Epoxiconazole (EPX; CAS-No. 133855-98-8) is a
triazole class-active substance of plant protection products. At a dose level of 50 mg/kg bw/day, it causes a significantly increased incidence of late fetal mortality when administered to pregnant rats throughout gestation (gestation day [
GD] 7-18 or 21), as reported previously (Taxvig et al., 2007, 2008) and confirmed in these studies. Late
fetal resorptions occurred in the presence of significant maternal toxicity such as clear reduction of corrected
body weight gain, signs of
anemia, and, critically, a marked reduction of maternal
estradiol plasma levels.
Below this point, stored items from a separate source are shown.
//! Public trigonometric and hyperbolic functions
//!
//! Every function here takes any [`FloatVector`](crate::FloatVector): a
//! scalar `f32`/`f64` or a [`Vector<T, N>`](crate::Vector). Each one is the
//! matching [`scalar`](crate::scalar) kernel lifted through
//! `FloatVector::map` (or `zip_map` for `atan2`), so components are evaluated
//! independently and in order.
//!
//! # Modules
//!
//! - `angle`: `radians`, `degrees`
//! - `trig`: `sin`, `cos`, `tan`
//! - `atan`: `asin`, `acos`, `atan`, `atan2`
//! - `hyperbolic`: `sinh`, `cosh`, `tanh`, `asinh`, `acosh`, `atanh`
//!
//! # Example
//!
//! ```rust
//! use detmath::{vec3, Vec3};
//! use detmath::math::{cos, degrees};
//!
//! let turns: Vec3<f32> = vec3(0.0, 90.0, 180.0);
//! let c = cos(detmath::math::radians(turns));
//! assert!((c[0] - 1.0).abs() < 1e-4);
//! assert!((c[2] + 1.0).abs() < 1e-4);
//! assert!((degrees(core::f32::consts::PI) - 180.0).abs() < 1e-4);
//! ```

pub mod angle;
pub mod atan;
pub mod hyperbolic;
pub mod trig;

pub use self::angle::{degrees, radians};
pub use self::atan::{acos, asin, atan, atan2};
pub use self::hyperbolic::{acosh, asinh, atanh, cosh, sinh, tanh};
pub use self::trig::{cos, sin, tan};
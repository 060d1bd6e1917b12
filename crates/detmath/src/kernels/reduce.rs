//! Domain reduction for the deterministic kernels
//!
//! Every deterministic kernel starts from [`wrap_angle`], which folds an
//! arbitrary angle into `[0, 2π)`, and then classifies the result by
//! [`Quadrant`] (cosine) or octant (tangent).

use crate::traits::Float;

/// Fold `angle` into `[0, 2π)`
///
/// Takes the floored modulo by the largest float strictly below 2π, so a
/// wrapped value can never round up to exactly 2π, then takes the absolute
/// value of the remainder.
///
/// # Example
///
/// ```rust
/// use detmath::kernels::wrap_angle;
///
/// let r = wrap_angle(-core::f32::consts::FRAC_PI_2);
/// assert!((r - 3.0 * core::f32::consts::FRAC_PI_2).abs() < 1e-6);
/// ```
#[inline(always)]
pub fn wrap_angle<T: Float>(angle: T) -> T {
    let before_two_pi = T::TWO_PI.next_toward_zero();
    angle.modulo(before_two_pi).abs()
}

/// Quarter of the circle a wrapped angle falls in
///
/// Intervals are half-open: a value exactly on π/2, π or 3π/2 belongs to the
/// quadrant that starts there.
#[derive(Debug, Copy, Clone, PartialEq, Eq)]
pub enum Quadrant {
    /// `[0, π/2)`
    First,
    /// `[π/2, π)`
    Second,
    /// `[π, 3π/2)`
    Third,
    /// `[3π/2, 2π)`
    Fourth,
}

impl Quadrant {
    /// Classify an angle already wrapped into `[0, 2π)`
    #[inline(always)]
    pub fn of<T: Float>(wrapped: T) -> Self {
        if wrapped < T::HALF_PI {
            Quadrant::First
        } else if wrapped < T::PI {
            Quadrant::Second
        } else if wrapped < T::THREE_OVER_TWO_PI {
            Quadrant::Third
        } else {
            Quadrant::Fourth
        }
    }
}

/// Octant index `floor(wrapped / (π/4))` of an angle wrapped into `[0, 2π)`
///
/// The result is in `0..8` whenever `wrapped` came out of [`wrap_angle`].
/// Anything else means the wrap invariant was broken upstream: debug builds
/// assert, release builds clamp to the last octant.
#[inline(always)]
pub fn octant<T: Float>(wrapped: T) -> usize {
    let index = (wrapped / T::QUARTER_PI).to_index();
    debug_assert!(
        index < 8,
        "wrapped angle {:?} produced octant {}",
        wrapped,
        index
    );
    index.min(7)
}

#[cfg(test)]
mod tests {
    use super::*;
    use core::f32::consts::{FRAC_PI_2, FRAC_PI_4, PI, TAU};

    #[test]
    fn test_wrap_angle_identity_inside_range() {
        for &x in &[0.0f32, 0.5, 1.0, 3.0, 6.0] {
            assert_eq!(wrap_angle(x), x);
        }
    }

    #[test]
    fn test_wrap_angle_never_reaches_two_pi() {
        for &x in &[TAU, -TAU, 2.0 * TAU, -1e-9f32, -f32::MIN_POSITIVE, 1000.0, -1000.0] {
            let r = wrap_angle(x);
            assert!((0.0..TAU).contains(&r), "wrap_angle({}) = {}", x, r);
        }
        for &x in &[core::f64::consts::TAU, -1e-300f64, 1e6, -1e6] {
            let r = wrap_angle(x);
            assert!((0.0..core::f64::consts::TAU).contains(&r), "wrap_angle({}) = {}", x, r);
        }
    }

    #[test]
    fn test_wrap_angle_negative_maps_to_complement() {
        let r = wrap_angle(-1.0f64);
        let expected = core::f64::consts::TAU.next_toward_zero() - 1.0;
        assert!((r - expected).abs() < 1e-12);
    }

    #[test]
    fn test_quadrant_boundaries_are_half_open() {
        assert_eq!(Quadrant::of(0.0f32), Quadrant::First);
        assert_eq!(Quadrant::of(FRAC_PI_2.next_toward_zero()), Quadrant::First);
        assert_eq!(Quadrant::of(FRAC_PI_2), Quadrant::Second);
        assert_eq!(Quadrant::of(PI), Quadrant::Third);
        assert_eq!(Quadrant::of(3.0 * FRAC_PI_2), Quadrant::Fourth);
        assert_eq!(Quadrant::of(TAU.next_toward_zero()), Quadrant::Fourth);
    }

    #[test]
    fn test_octant_covers_all_eight() {
        for k in 0..8 {
            let mid = (k as f32 + 0.5) * FRAC_PI_4;
            assert_eq!(octant(wrap_angle(mid)), k);
        }
        assert_eq!(octant(TAU.next_toward_zero()), 7);
        assert_eq!(octant(core::f64::consts::TAU.next_toward_zero()), 7);
    }

    #[cfg(debug_assertions)]
    #[test]
    #[should_panic(expected = "produced octant 8")]
    fn test_octant_past_wrap_range_asserts() {
        // 2π itself is outside what wrap_angle can return.
        let _ = octant(TAU);
    }

    #[cfg(not(debug_assertions))]
    #[test]
    fn test_octant_past_wrap_range_clamps() {
        assert_eq!(octant(TAU), 7);
        assert_eq!(octant(100.0f64), 7);
    }
}
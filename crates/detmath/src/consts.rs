//! Angle constants as generic functions
//!
//! Thin accessors over the [`Float`] associated constants, for call sites
//! that read better as `pi::<T>()` than `T::PI`.

use crate::traits::Float;

/// π
#[inline(always)]
pub fn pi<T: Float>() -> T {
    T::PI
}

/// π/2
#[inline(always)]
pub fn half_pi<T: Float>() -> T {
    T::HALF_PI
}

/// 2π
#[inline(always)]
pub fn two_pi<T: Float>() -> T {
    T::TWO_PI
}

/// π/4
#[inline(always)]
pub fn quarter_pi<T: Float>() -> T {
    T::QUARTER_PI
}

/// 3π/2
#[inline(always)]
pub fn three_over_two_pi<T: Float>() -> T {
    T::THREE_OVER_TWO_PI
}

/// 4/π
#[inline(always)]
pub fn four_over_pi<T: Float>() -> T {
    T::FOUR_OVER_PI
}
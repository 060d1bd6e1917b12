//! Deterministic trigonometric kernels
//!
//! Bit-reproducible replacements for the platform cos/sin/tan/asin/acos/atan.
//! They only use `+ - * /`, comparisons, `sqrt` and the exact IEEE remainder,
//! all of which are correctly rounded, so the same input produces the same
//! bits regardless of compiler, libm or target.
//!
//! The public functions in [`crate::math`] dispatch here when the crate is
//! built with the `deterministic` feature.
//!
//! # Structure
//!
//! - [`reduce`]: angle wrapping and quadrant/octant classification
//! - [`minimax`]: the three fixed-coefficient approximations
//! - [`lifted`]: component-wise forms of the above for vectors
//! - this module: the composed scalar functions
//!
//! # Error Bounds (f32, vs correctly rounded reference)
//!
//! | function | range | max abs error |
//! |---|---|---|
//! | `cos`, `sin` | `[-100, 100]` | 2e-5 |
//! | `tan` | `[-1.4, 1.4]` | 1e-4 |
//! | `atan` | all finite | 2e-7 |
//! | `asin`, `acos` | `[-1, 1]` | 2e-6 |

pub mod lifted;
pub mod minimax;
pub mod reduce;

pub use self::minimax::{atan_66s, cos_52s, tan_56s};
pub use self::reduce::{octant, wrap_angle, Quadrant};

use crate::traits::Float;

/// Deterministic cosine
///
/// Wraps into `[0, 2π)` and folds each quadrant onto [`cos_52s`].
#[inline]
pub fn cos<T: Float>(angle: T) -> T {
    let r = wrap_angle(angle);
    match Quadrant::of(r) {
        Quadrant::First => cos_52s(r),
        Quadrant::Second => -cos_52s(T::PI - r),
        Quadrant::Third => -cos_52s(r - T::PI),
        Quadrant::Fourth => cos_52s(T::TWO_PI - r),
    }
}

/// Deterministic sine, `cos(π/2 - angle)`
#[inline]
pub fn sin<T: Float>(angle: T) -> T {
    cos(T::HALF_PI - angle)
}

/// Deterministic tangent
///
/// Wraps into `[0, 2π)` and maps each octant onto [`tan_56s`] evaluated on
/// `[0, 1]`, using reciprocals for the octants adjacent to the poles.
#[inline]
pub fn tan<T: Float>(angle: T) -> T {
    let r = wrap_angle(angle);
    let k = T::FOUR_OVER_PI;
    match octant(r) {
        0 => tan_56s(r * k),
        1 => T::ONE / tan_56s((T::HALF_PI - r) * k),
        2 => -T::ONE / tan_56s((r - T::HALF_PI) * k),
        3 => -tan_56s((T::PI - r) * k),
        4 => tan_56s((r - T::PI) * k),
        5 => T::ONE / tan_56s((T::THREE_OVER_TWO_PI - r) * k),
        6 => -T::ONE / tan_56s((r - T::THREE_OVER_TWO_PI) * k),
        _ => -tan_56s((T::TWO_PI - r) * k),
    }
}

/// Deterministic arctangent
///
/// Reduces `x` into `[-tan(π/12), tan(π/12)]` with up to three transforms
/// (sign, reciprocal, shift by π/6), evaluates [`atan_66s`] and undoes the
/// transforms in reverse order.
#[inline]
pub fn atan<T: Float>(x: T) -> T {
    let mut result = x;

    let sign = result < T::ZERO;
    if sign {
        result = -result;
    }

    let complement = result > T::ONE;
    if complement {
        result = T::ONE / result;
    }

    let region = result > T::TAN_TWELFTH_PI;
    if region {
        result = (result - T::TAN_SIXTH_PI) / (T::ONE + T::TAN_SIXTH_PI * result);
    }

    result = atan_66s(result);

    if region {
        result = result + T::SIXTH_PI;
    }
    if complement {
        result = T::HALF_PI - result;
    }
    if sign {
        result = -result;
    }
    result
}

/// Deterministic two-argument arctangent, `|atan(y / x)| · sign(y) · sign(x)`
///
/// This is not a full `atan2`: the result stays in `[-π/2, π/2]` (no ±π
/// branch for negative `x`) and `x = 0` gets no special case, so
/// `atan2(y, 0)` is `±0` for `y ≠ 0` and NaN for `y = 0`.
#[inline]
pub fn atan2<T: Float>(y: T, x: T) -> T {
    let sgn = y.sign() * x.sign();
    atan(y / x).abs() * sgn
}

/// Deterministic arcsine, `atan(x / sqrt(1 - x²))`
#[inline]
pub fn asin<T: Float>(x: T) -> T {
    atan(x / (T::ONE - x * x).sqrt())
}

/// Deterministic arccosine, `π/2 - asin(x)`
#[inline]
pub fn acos<T: Float>(x: T) -> T {
    T::HALF_PI - asin(x)
}
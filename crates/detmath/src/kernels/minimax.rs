//! Fixed-coefficient minimax approximations
//!
//! Each kernel is only valid on its reduced domain; callers are responsible
//! for range reduction (see [`super::reduce`]). Coefficients are narrowed from
//! the same `f64` literals for both precisions, so a given build produces the
//! same bits on every platform.

use crate::traits::Float;

/// Cosine on `[0, π/2]`, even polynomial of degree 6
///
/// Absolute error below 7e-6 on the valid range.
#[inline(always)]
pub fn cos_52s<T: Float>(x: T) -> T {
    let c0 = T::from_f64(0.999_993_294_6);
    let c1 = T::from_f64(-0.499_912_437_6);
    let c2 = T::from_f64(0.041_487_747_2);
    let c3 = T::from_f64(-0.001_271_209_5);

    let xx = x * x;
    c0 + xx * (c1 + xx * (c2 + xx * c3))
}

/// `tan(x · π/4)` for `x` in `[0, 1]`, odd rational approximation
///
/// Relative error below 3e-5 on the valid range.
#[inline(always)]
pub fn tan_56s<T: Float>(x: T) -> T {
    let c1 = T::from_f64(-3.167_830_27);
    let c2 = T::from_f64(0.134_516_124);
    let c3 = T::from_f64(-4.033_321_984);

    let xx = x * x;
    x * (c1 + c2 * xx) / (c3 + xx)
}

/// Arctangent for `|x| ≤ tan(π/12)`, odd rational approximation
///
/// Absolute error below 2e-7 on the valid range.
#[inline(always)]
pub fn atan_66s<T: Float>(x: T) -> T {
    let c1 = T::from_f64(1.686_762_910_6);
    let c2 = T::from_f64(0.437_849_730_4);
    let c3 = T::from_f64(1.686_763_313_4);

    let xx = x * x;
    x * (c1 + c2 * xx) / (c3 + xx)
}
//! Angle unit conversion

use crate::scalar;
use crate::traits::FloatVector;

/// Convert degrees to radians, component-wise
///
/// # Example
///
/// ```rust
/// use detmath::{radians, vec2};
///
/// let r = radians(vec2(180.0f64, -90.0));
/// assert!((r[0] - core::f64::consts::PI).abs() < 1e-15);
/// assert!((r[1] + core::f64::consts::FRAC_PI_2).abs() < 1e-15);
/// ```
#[inline(always)]
pub fn radians<V: FloatVector>(degrees: V) -> V {
    degrees.map(scalar::radians)
}

/// Convert radians to degrees, component-wise
#[inline(always)]
pub fn degrees<V: FloatVector>(radians: V) -> V {
    radians.map(scalar::degrees)
}

#[cfg(test)]
mod tests {
    use super::*;
    use crate::vector::vec4;

    #[test]
    fn test_round_trip_within_few_ulps() {
        for i in -360..=360 {
            let d = i as f64 * 1.25;
            let back = degrees(radians(d));
            assert!((back - d).abs() <= 4.0 * f64::EPSILON * d.abs().max(1.0));
        }
    }

    #[test]
    fn test_vector_matches_scalar() {
        let v = vec4(0.0f32, 45.0, -30.0, 720.0);
        let r = radians(v);
        for i in 0..4 {
            assert_eq!(r[i].to_bits(), radians(v[i]).to_bits());
        }
    }
}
Furthermore,
estradiol supplementation at dose levels of 0.5 or 1.0 μg/animal/day of
estradiol cyclopentylpropionate abolished the EPX-mediated late
fetal resorptions. No increased incidences of external malformations were found in rats cotreated with 50 mg/kg bw/day EPX and
estradiol cyclopentylpropionate, indicating that the occurrence of malformations was not masked by fetal mortality under the study conditions. Overall, the study data indicate that fetal mortality observed in rat studies with EPX is not the result of direct fetal toxicity but occurs indirectly via depletion of maternal
estradiol levels. The clarification of the human relevance of the
estrogen-related mechanism behind EPX-mediated late
fetal resorptions in rats warrants further studies. In particular, this should involve investigation of the placenta (Rey Moreno et al., 2013), since it is the materno-fetal interface and crucial for fetal maintenance. The human relevance is best addressed in a species which is closer to humans with reference to placentation and hormonal regulation of pregnancy, such as the guinea pig (Schneider et al., 2013).